Das Training ist gewollt locker gehalten. Nach einer kurzen Aufwärm- und Dehneinheit wird die Musik laut aufgedreht, und die Sportler verteilen sich an der langen Weichbodenmatte, den Geräten oder der großen Mattenfläche. „Manche gehen mit dem Vorsatz ins Training, einen bestimmten Trick schaffen zu wollen. Andere entscheiden spontan, was sie trainieren“, sagt Michaud. Nicht selten finden sich zwei zusammen, die sich gegenseitig pushen, indem sie auf den Trick des anderen noch eine Drehung oder einen Salto mehr packen. Das Ziel ist nicht der Sieg über den anderen, sondern die eigene Überwindung, immer schwierigere Tricks auszuprobieren.

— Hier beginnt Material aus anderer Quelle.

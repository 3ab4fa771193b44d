//! String-seeded pseudo-random generator.
//!
//! Schedules and palette shuffles are reproducible from a seed string
//! alone and match those produced by other clients of the same game. The
//! generator is a fixed 32-bit linear-congruential generator:
//!
//! - seed hash: `h = h * 31 + unit` over the UTF-16 code units, mod 2³²
//! - step: `h = h * 1664525 + 1013904223`, mod 2³²
//! - output: `h / 0xFFFF_FFFF`, a float in `[0, 1]`
//!
//! ```
//! use officesim_logic::rng::SeedRng;
//!
//! let mut a = SeedRng::from_seed("acme-2024-01-01-3");
//! let mut b = SeedRng::from_seed("acme-2024-01-01-3");
//! assert_eq!(a.next_f64(), b.next_f64());
//! ```

const LCG_MULTIPLIER: u32 = 1_664_525;
const LCG_INCREMENT: u32 = 1_013_904_223;

/// Hash a string into a 32-bit generator state.
pub fn hash_seed(seed: &str) -> u32 {
    seed.encode_utf16()
        .fold(0u32, |h, unit| h.wrapping_mul(31).wrapping_add(unit as u32))
}

/// Linear-congruential generator seeded from a string hash.
#[derive(Debug, Clone, PartialEq, Eq)]
pub struct SeedRng {
    state: u32,
}

impl SeedRng {
    pub fn from_seed(seed: &str) -> Self {
        Self {
            state: hash_seed(seed),
        }
    }

    /// Current internal state.
    pub fn state(&self) -> u32 {
        self.state
    }

    /// Advance and return a float in `[0, 1]`. Both ends are reachable.
    pub fn next_f64(&mut self) -> f64 {
        self.state = self
            .state
            .wrapping_mul(LCG_MULTIPLIER)
            .wrapping_add(LCG_INCREMENT);
        self.state as f64 / u32::MAX as f64
    }

    /// `floor(next * n)`, clamped into `0..n`.
    ///
    /// Always advances, even for `n == 0` (which yields 0), so call
    /// sequences stay aligned with other clients.
    pub fn below(&mut self, n: usize) -> usize {
        let pick = (self.next_f64() * n as f64).floor() as usize;
        pick.min(n.saturating_sub(1))
    }
}

/// Fisher–Yates shuffle walking from the back.
pub fn shuffle<T>(items: &mut [T], rng: &mut SeedRng) {
    for i in (1..items.len()).rev() {
        let j = rng.below(i + 1);
        items.swap(i, j);
    }
}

Sobald der Frühling die Stadt erobert, werden die Parkour-Sportler des TV Glaishammer jede Minute im Freien trainieren. Dann ist im wahrsten Sinne des Wortes wieder Zeit für Öffentlichkeitsarbeit. So wie auch während der „Blauen Nacht“ vor vier Jahren. Kirbach und seine Freunde zeigten in der Innenstadt, ganz in Blau gekleidet, dass Traceure wahre Bewegungskünstler sind. Und die Zuschauer waren begeistert.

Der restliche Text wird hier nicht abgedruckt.